Principal photography began in Los Angeles on October 5, 2015. The final scene in the Japanese restaurant was filmed in the main building of the Yamashiro Historic District. Filming wrapped on December 5, 2015.

==Release and reception==
Nocturnal Animals had its world premiere at the 73rd Venice International Film Festival on September 2, 2016, where it won the Grand Jury Prize. The film also screened at the Toronto International Film Festival on September 9, 2016, and at the BFI London Film Festival on October 14, 2016.

The film was released in the United States on November 18, 2016.

===Box office===
Nocturnal Animals grossed $10.7 million in the United States and Canada and $21.7 million in other countries for a worldwide total of $32.4 million.

The film had its North American wide release on December 9, 2016, and was projected to open to $3–5 million. It ended up grossing $3.2 million, finishing 7th at the box office.

===Critical response===
 Metacritic, which uses a weighted average, assigned the film a score of 67 out of 100, based on 45 critics, indicating "generally favorable" reviews.

Owen Gleiberman of Variety praised the film, stating "Tom Ford's first film since A Single Man is another winner", and complimenting the performances of Gyllenhaal, Adams, Shannon and Taylor-Johnson. Pete Hammond of Deadline Hollywood praised Adams, Gyllenhaal, Shannon, and Taylor-Johnson's performances, as well as Ford's screenplay and direction. Geoffrey Macnab of The Independent awarded the film five stars, praising the performances and the direction, and stating, "Nocturnal Animals is extraordinarily deft in the way it combines romanticism and bleakness. It's a film that easily could have slipped into extreme pretentiousness but it never puts a foot wrong."

Leonard Maltin wrote very positively of the film: "At one time it was normal to tell a story from beginning to end; now, juggling a movie's timeline has almost become a cliché. Yet in his second film, Tom Ford has not only mastered a tricky narrative but establishes two separate, completely tangible environments. What's more, he maintains a consistent tone for both facets of this seductive story. This movie represents a daring walk on the high wire by a man who has more than proven himself as a filmmaker. It's not just an accomplished piece of work but a movie that completely envelops its audience. That's no mean feat." Maltin also singled out Michael Shannon as giving "another great performance."
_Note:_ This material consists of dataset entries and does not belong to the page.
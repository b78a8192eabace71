use cedarfs_chunk::{ChunkPartType, Goal};
use cedarfs_chunk_manager::registry::{
    pack_server_version, ChunkserverRegistry, NetworkLocation, ServersByUsage, UsageSnapshot,
};
use cedarfs_types::{ChunkId, ServerId};

/// One scripted chunkserver.
#[derive(Debug, Clone)]
pub struct StubServer {
    pub id: ServerId,
    pub version: u32,
    pub location: NetworkLocation,
    /// Disk usage fraction in [0, 1].
    pub usage: f64,
    pub deletions_in_flight: u32,
    pub reads_in_flight: u32,
    pub writes_in_flight: u32,
}

/// A command the manager dispatched through the registry.
#[derive(Debug, Clone, PartialEq)]
pub enum RegistryCommand {
    Create {
        server: ServerId,
        chunk: ChunkId,
        part_type: ChunkPartType,
        version: u32,
    },
    SetVersion {
        server: ServerId,
        chunk: ChunkId,
        new_version: u32,
        old_version: u32,
        part_type: ChunkPartType,
    },
    Duplicate {
        server: ServerId,
        chunk: ChunkId,
        version: u32,
        source_chunk: ChunkId,
        source_version: u32,
    },
    Truncate {
        server: ServerId,
        chunk: ChunkId,
        part_type: ChunkPartType,
        part_length: u32,
        new_version: u32,
        old_version: u32,
    },
    DupTrunc {
        server: ServerId,
        chunk: ChunkId,
        version: u32,
        source_chunk: ChunkId,
        source_version: u32,
        length: u32,
    },
    Delete {
        server: ServerId,
        chunk: ChunkId,
        version: u32,
        part_type: ChunkPartType,
    },
    Replicate {
        server: ServerId,
        chunk: ChunkId,
        version: u32,
        source: ServerId,
    },
    MultiSourceReplicate {
        server: ServerId,
        chunk: ChunkId,
        version: u32,
        part_type: ChunkPartType,
        sources: Vec<ServerId>,
        available_parts: Vec<ChunkPartType>,
    },
}

/// A scripted, recording chunkserver registry.
///
/// Dispatching a command also bumps the matching in-flight counter on the
/// affected servers, so the manager's rate limiting can be observed without
/// extra scripting.
#[derive(Debug, Default)]
pub struct RecordingRegistry {
    pub servers: Vec<StubServer>,
    pub commands: Vec<RegistryCommand>,
    /// Answer placement queries for new chunks with an empty set, as a
    /// registry with no viable destinations would.
    pub refuse_new_chunks: bool,
}

impl RecordingRegistry {
    pub fn new() -> Self {
        Self::default()
    }

    /// Add a server with sane defaults: a current software version, half
    /// disk usage and an address derived from the id.
    pub fn add_server(&mut self, id: u32) -> &mut StubServer {
        self.servers.push(StubServer {
            id: ServerId(id),
            version: pack_server_version(3, 0, 0),
            location: NetworkLocation {
                ip: u32::from_be_bytes([10, 0, 0, id as u8]),
                port: 9422,
            },
            usage: 0.5,
            deletions_in_flight: 0,
            reads_in_flight: 0,
            writes_in_flight: 0,
        });
        self.servers.last_mut().expect("just pushed")
    }

    pub fn server_mut(&mut self, id: u32) -> &mut StubServer {
        self.servers
            .iter_mut()
            .find(|s| s.id == ServerId(id))
            .expect("unknown stub server")
    }

    fn server(&self, id: ServerId) -> Option<&StubServer> {
        self.servers.iter().find(|s| s.id == id)
    }

    /// Drain the recorded commands.
    pub fn take_commands(&mut self) -> Vec<RegistryCommand> {
        std::mem::take(&mut self.commands)
    }

    /// Zero every in-flight counter, as if all dispatched work completed.
    pub fn settle(&mut self) {
        for server in &mut self.servers {
            server.deletions_in_flight = 0;
            server.reads_in_flight = 0;
            server.writes_in_flight = 0;
        }
    }

    fn mean_usage(&self) -> f64 {
        if self.servers.is_empty() {
            return 0.0;
        }
        self.servers.iter().map(|s| s.usage).sum::<f64>() / self.servers.len() as f64
    }
}

impl ChunkserverRegistry for RecordingRegistry {
    fn servers_for_new_chunk(&mut self, goal: Goal) -> Vec<(ServerId, ChunkPartType)> {
        if self.servers.is_empty() || self.refuse_new_chunks {
            return Vec::new();
        }
        let parts = ChunkPartType::required_for(goal);
        if goal.is_ordinary() {
            // One whole replica per distinct server.
            let wanted = goal.as_u8() as usize;
            self.servers
                .iter()
                .take(wanted)
                .map(|s| (s.id, ChunkPartType::Standard))
                .collect()
        } else {
            // XOR parts round-robin over the servers.
            parts
                .into_iter()
                .enumerate()
                .map(|(k, part)| (self.servers[k % self.servers.len()].id, part))
                .collect()
        }
    }

    fn servers_with_replication_slots(&self, max_write_repl: u32) -> Vec<ServerId> {
        self.servers
            .iter()
            .filter(|s| s.writes_in_flight < max_write_repl)
            .map(|s| s.id)
            .collect()
    }

    fn servers_ordered_by_usage(&self, tolerance: f64) -> ServersByUsage {
        let mut sorted: Vec<&StubServer> = self.servers.iter().collect();
        sorted.sort_by(|a, b| a.usage.total_cmp(&b.usage));
        let mean = self.mean_usage();
        ServersByUsage {
            below_min: sorted.iter().filter(|s| s.usage < mean - tolerance).count() as u32,
            above_max: sorted.iter().filter(|s| s.usage > mean + tolerance).count() as u32,
            servers: sorted.into_iter().map(|s| s.id).collect(),
        }
    }

    fn usage_difference(&self) -> UsageSnapshot {
        let min_usage = self
            .servers
            .iter()
            .map(|s| s.usage)
            .fold(f64::INFINITY, f64::min);
        let max_usage = self
            .servers
            .iter()
            .map(|s| s.usage)
            .fold(f64::NEG_INFINITY, f64::max);
        UsageSnapshot {
            min_usage,
            max_usage,
            usable_servers: self.servers.len() as u16,
            total_servers: self.servers.len() as u16,
        }
    }

    fn server_version(&self, server: ServerId) -> u32 {
        self.server(server).map_or(0, |s| s.version)
    }

    fn server_location(&self, server: ServerId) -> Option<NetworkLocation> {
        self.server(server).map(|s| s.location)
    }

    fn server_label(&self, server: ServerId) -> String {
        format!("cs{}", server)
    }

    fn deletion_counter(&self, server: ServerId) -> u32 {
        self.server(server).map_or(0, |s| s.deletions_in_flight)
    }

    fn replication_read_counter(&self, server: ServerId) -> u32 {
        self.server(server).map_or(0, |s| s.reads_in_flight)
    }

    fn replication_write_counter(&self, server: ServerId) -> u32 {
        self.server(server).map_or(0, |s| s.writes_in_flight)
    }

    fn send_create_chunk(
        &mut self,
        server: ServerId,
        chunk: ChunkId,
        part_type: ChunkPartType,
        version: u32,
    ) {
        self.commands.push(RegistryCommand::Create {
            server,
            chunk,
            part_type,
            version,
        });
    }

    fn send_set_chunk_version(
        &mut self,
        server: ServerId,
        chunk: ChunkId,
        new_version: u32,
        old_version: u32,
        part_type: ChunkPartType,
    ) {
        self.commands.push(RegistryCommand::SetVersion {
            server,
            chunk,
            new_version,
            old_version,
            part_type,
        });
    }

    fn send_duplicate_chunk(
        &mut self,
        server: ServerId,
        chunk: ChunkId,
        version: u32,
        source_chunk: ChunkId,
        source_version: u32,
    ) {
        self.commands.push(RegistryCommand::Duplicate {
            server,
            chunk,
            version,
            source_chunk,
            source_version,
        });
    }

    fn send_truncate_chunk(
        &mut self,
        server: ServerId,
        chunk: ChunkId,
        part_type: ChunkPartType,
        part_length: u32,
        new_version: u32,
        old_version: u32,
    ) {
        self.commands.push(RegistryCommand::Truncate {
            server,
            chunk,
            part_type,
            part_length,
            new_version,
            old_version,
        });
    }

    fn send_duptrunc_chunk(
        &mut self,
        server: ServerId,
        chunk: ChunkId,
        version: u32,
        source_chunk: ChunkId,
        source_version: u32,
        length: u32,
    ) {
        self.commands.push(RegistryCommand::DupTrunc {
            server,
            chunk,
            version,
            source_chunk,
            source_version,
            length,
        });
    }

    fn send_delete_chunk(
        &mut self,
        server: ServerId,
        chunk: ChunkId,
        version: u32,
        part_type: ChunkPartType,
    ) {
        if let Some(s) = self.servers.iter_mut().find(|s| s.id == server) {
            s.deletions_in_flight += 1;
        }
        self.commands.push(RegistryCommand::Delete {
            server,
            chunk,
            version,
            part_type,
        });
    }

    fn send_replicate_chunk(
        &mut self,
        server: ServerId,
        chunk: ChunkId,
        version: u32,
        source: ServerId,
    ) {
        if let Some(s) = self.servers.iter_mut().find(|s| s.id == server) {
            s.writes_in_flight += 1;
        }
        if let Some(s) = self.servers.iter_mut().find(|s| s.id == source) {
            s.reads_in_flight += 1;
        }
        self.commands.push(RegistryCommand::Replicate {
            server,
            chunk,
            version,
            source,
        });
    }

    fn send_multi_source_replicate_chunk(
        &mut self,
        server: ServerId,
        chunk: ChunkId,
        version: u32,
        part_type: ChunkPartType,
        sources: &[ServerId],
        available_parts: &[ChunkPartType],
    ) {
        if let Some(s) = self.servers.iter_mut().find(|s| s.id == server) {
            s.writes_in_flight += 1;
        }
        for source in sources {
            if let Some(s) = self.servers.iter_mut().find(|s| s.id == *source) {
                s.reads_in_flight += 1;
            }
        }
        self.commands.push(RegistryCommand::MultiSourceReplicate {
            server,
            chunk,
            version,
            part_type,
            sources: sources.to_vec(),
            available_parts: available_parts.to_vec(),
        });
    }
}

#[cfg(test)]
mod tests {
    use super::*;

    #[test]
    fn test_servers_for_new_ordinary_chunk() {
        let mut reg = RecordingRegistry::new();
        reg.add_server(1);
        reg.add_server(2);
        reg.add_server(3);
        let picked = reg.servers_for_new_chunk(Goal::ordinary(2));
        assert_eq!(picked.len(), 2);
        assert!(picked.iter().all(|(_, p)| p.is_standard()));
        assert_ne!(picked[0].0, picked[1].0);
    }

    #[test]
    fn test_servers_for_new_xor_chunk() {
        let mut reg = RecordingRegistry::new();
        reg.add_server(1);
        reg.add_server(2);
        let picked = reg.servers_for_new_chunk(Goal::xor(2));
        // Three parts for level 2, cycled over two servers.
        assert_eq!(picked.len(), 3);
        assert!(picked.iter().any(|(_, p)| p.is_parity()));
    }

    #[test]
    fn test_no_servers_means_no_placement() {
        let mut reg = RecordingRegistry::new();
        assert!(reg.servers_for_new_chunk(Goal::ordinary(2)).is_empty());
    }

    #[test]
    fn test_ordering_by_usage() {
        let mut reg = RecordingRegistry::new();
        reg.add_server(1).usage = 0.9;
        reg.add_server(2).usage = 0.1;
        reg.add_server(3).usage = 0.5;
        let ordered = reg.servers_ordered_by_usage(0.05);
        assert_eq!(
            ordered.servers,
            vec![ServerId(2), ServerId(3), ServerId(1)]
        );
        assert_eq!(ordered.below_min, 1);
        assert_eq!(ordered.above_max, 1);
    }

    #[test]
    fn test_send_delete_bumps_counter() {
        let mut reg = RecordingRegistry::new();
        reg.add_server(1);
        reg.send_delete_chunk(ServerId(1), ChunkId(5), 0, ChunkPartType::Standard);
        assert_eq!(reg.deletion_counter(ServerId(1)), 1);
        assert_eq!(reg.take_commands().len(), 1);
        reg.settle();
        assert_eq!(reg.deletion_counter(ServerId(1)), 0);
    }
}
Writing for Rolling Stone, Peter Travers rated the film 31/2-stars-out-of-4 and stated: "Tom Ford hits it out of the park with a stunning film noir that resonates with ghostly, poetic terror. Don't overthink what Ford has so cunningly crafted. Surrender to it. Cheers to cinematographer Seamus McGarvey, composer Abel Korzeniowski and especially editor Joan Sobel who help Ford weave multiple stories into one darkly funny, visually dazzling piece." Travers also singled out the performances of the cast: "The actors could not be better. Gyllenhaal, in two roles, dives deep into the wells of perceived masculine weakness. And Adams takes Susan from dewy college girl to hardened ice queen without missing a stop or a nuance in between. She's spectacular."

Victoria Coren Mitchell of The Guardian opposed the popular critical opinion, saying "Why all these raves and prizes for a piece of gynophobic death-porn?"